# Your objective
Set the records down again. Match every line exactly.

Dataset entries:
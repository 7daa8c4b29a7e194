use serde::{Deserialize, Serialize};
use std::collections::HashMap;

/// Deepest nesting level a task may have (0 = top level).
pub const MAX_TASK_LEVEL: u8 = 2;

#[derive(Debug, Clone, Serialize, Deserialize, PartialEq, Eq)]
pub struct TaskNode {
    pub id: String,
    pub parent_id: Option<String>,
    pub level: u8,
}

/// Flat table of tasks keyed by id, with parent back-references.
///
/// Children are kept as indices into `nodes` in insertion order.
#[derive(Debug, Clone, Default)]
pub struct TaskTree {
    nodes: Vec<TaskNode>,
    index: HashMap<String, usize>,
    children: Vec<Vec<usize>>,
}

impl TaskTree {
    pub fn new() -> Self {
        Self::default()
    }

    /// Builds a tree from `(id, parent_id)` rows whose parents come first.
    pub fn from_rows<I, S>(rows: I) -> Result<Self, String>
    where
        I: IntoIterator<Item = (S, Option<S>)>,
        S: Into<String>,
    {
        let mut tree = Self::new();
        for (id, parent_id) in rows {
            tree.insert(id, parent_id.map(Into::into))?;
        }
        Ok(tree)
    }

    pub fn insert(&mut self, id: impl Into<String>, parent_id: Option<String>) -> Result<u8, String> {
        let id = id.into();
        let id = id.trim().to_string();
        if id.is_empty() {
            return Err("task.id must not be empty".to_string());
        }
        if self.index.contains_key(&id) {
            return Err(format!("task already exists: {id}"));
        }

        let (parent_index, level) = match parent_id.as_deref().map(str::trim) {
            None | Some("") => (None, 0),
            Some(parent) => {
                let Some(&parent_index) = self.index.get(parent) else {
                    return Err(format!("parent task not found: {parent}"));
                };
                let level = self.nodes[parent_index].level + 1;
                if level > MAX_TASK_LEVEL {
                    return Err(format!(
                        "task {id} would be nested deeper than level {MAX_TASK_LEVEL}"
                    ));
                }
                (Some(parent_index), level)
            }
        };

        let node_index = self.nodes.len();
        self.nodes.push(TaskNode {
            id: id.clone(),
            parent_id: parent_index.map(|index| self.nodes[index].id.clone()),
            level,
        });
        self.children.push(Vec::new());
        if let Some(parent_index) = parent_index {
            self.children[parent_index].push(node_index);
        }
        self.index.insert(id, node_index);
        Ok(level)
    }

    pub fn get(&self, id: &str) -> Option<&TaskNode> {
        self.index.get(id).map(|&index| &self.nodes[index])
    }

    pub fn level(&self, id: &str) -> Option<u8> {
        self.get(id).map(|node| node.level)
    }

    pub fn len(&self) -> usize {
        self.nodes.len()
    }

    pub fn is_empty(&self) -> bool {
        self.nodes.is_empty()
    }

    /// All descendants of `id` in depth-first pre-order, without `id` itself.
    pub fn descendants(&self, id: &str) -> Vec<String> {
        let Some(&root) = self.index.get(id) else {
            return Vec::new();
        };

        let mut result = Vec::new();
        let mut stack = self.children[root].iter().rev().copied().collect::<Vec<_>>();
        while let Some(current) = stack.pop() {
            result.push(self.nodes[current].id.clone());
            stack.extend(self.children[current].iter().rev().copied());
        }
        result
    }

    /// `id` followed by its descendants.
    pub fn subtree(&self, id: &str) -> Vec<String> {
        if !self.index.contains_key(id) {
            return Vec::new();
        }
        let mut ids = vec![id.to_string()];
        ids.extend(self.descendants(id));
        ids
    }
}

# Your response
repository 7daa8c4b29a7e194
use serde::{Deserialize, Serialize};
use std::collections::HashMap;

/// Deepest nesting level a task may have (0 = top level).
pub const MAX_TASK_LEVEL: u8 = 2;

#[derive(Debug, Clone, Serialize, Deserialize, PartialEq, Eq)]
pub struct TaskNode {
    pub id: String,
    pub parent_id: Option<String>,
    pub level: u8,
}

/// Flat table of tasks keyed by id, with parent back-references.
///
/// Children are kept as indices into `nodes` in insertion order.
#[derive(Debug, Clone, Default)]
pub struct TaskTree {
    nodes: Vec<TaskNode>,
    index: HashMap<String, usize>,
    children: Vec<Vec<usize>>,
}

impl TaskTree {
    pub fn new() -> Self {
        Self::default()
    }

    /// Builds a tree from `(id, parent_id)` rows whose parents come first.
    pub fn from_rows<I, S>(rows: I) -> Result<Self, String>
    where
        I: IntoIterator<Item = (S, Option<S>)>,
        S: Into<String>,
    {
        let mut tree = Self::new();
        for (id, parent_id) in rows {
            tree.insert(id, parent_id.map(Into::into))?;
        }
        Ok(tree)
    }

    pub fn insert(&mut self, id: impl Into<String>, parent_id: Option<String>) -> Result<u8, String> {
        let id = id.into();
        let id = id.trim().to_string();
        if id.is_empty() {
            return Err("task.id must not be empty".to_string());
        }
        if self.index.contains_key(&id) {
            return Err(format!("task already exists: {id}"));
        }

        let (parent_index, level) = match parent_id.as_deref().map(str::trim) {
            None | Some("") => (None, 0),
            Some(parent) => {
                let Some(&parent_index) = self.index.get(parent) else {
                    return Err(format!("parent task not found: {parent}"));
                };
                let level = self.nodes[parent_index].level + 1;
                if level > MAX_TASK_LEVEL {
                    return Err(format!(
                        "task {id} would be nested deeper than level {MAX_TASK_LEVEL}"
                    ));
                }
                (Some(parent_index), level)
            }
        };

        let node_index = self.nodes.len();
        self.nodes.push(TaskNode {
            id: id.clone(),
            parent_id: parent_index.map(|index| self.nodes[index].id.clone()),
            level,
        });
        self.children.push(Vec::new());
        if let Some(parent_index) = parent_index {
            self.children[parent_index].push(node_index);
        }
        self.index.insert(id, node_index);
        Ok(level)
    }

    pub fn get(&self, id: &str) -> Option<&TaskNode> {
        self.index.get(id).map(|&index| &self.nodes[index])
    }

    pub fn level(&self, id: &str) -> Option<u8> {
        self.get(id).map(|node| node.level)
    }

    pub fn len(&self) -> usize {
        self.nodes.len()
    }

    pub fn is_empty(&self) -> bool {
        self.nodes.is_empty()
    }

    /// All descendants of `id` in depth-first pre-order, without `id` itself.
    pub fn descendants(&self, id: &str) -> Vec<String> {
        let Some(&root) = self.index.get(id) else {
            return Vec::new();
        };

        let mut result = Vec::new();
        let mut stack = self.children[root].iter().rev().copied().collect::<Vec<_>>();
        while let Some(current) = stack.pop() {
            result.push(self.nodes[current].id.clone());
            stack.extend(self.children[current].iter().rev().copied());
        }
        result
    }

    /// `id` followed by its descendants.
    pub fn subtree(&self, id: &str) -> Vec<String> {
        if !self.index.contains_key(id) {
            return Vec::new();
        }
        let mut ids = vec![id.to_string()];
        ids.extend(self.descendants(id));
        ids
    }
}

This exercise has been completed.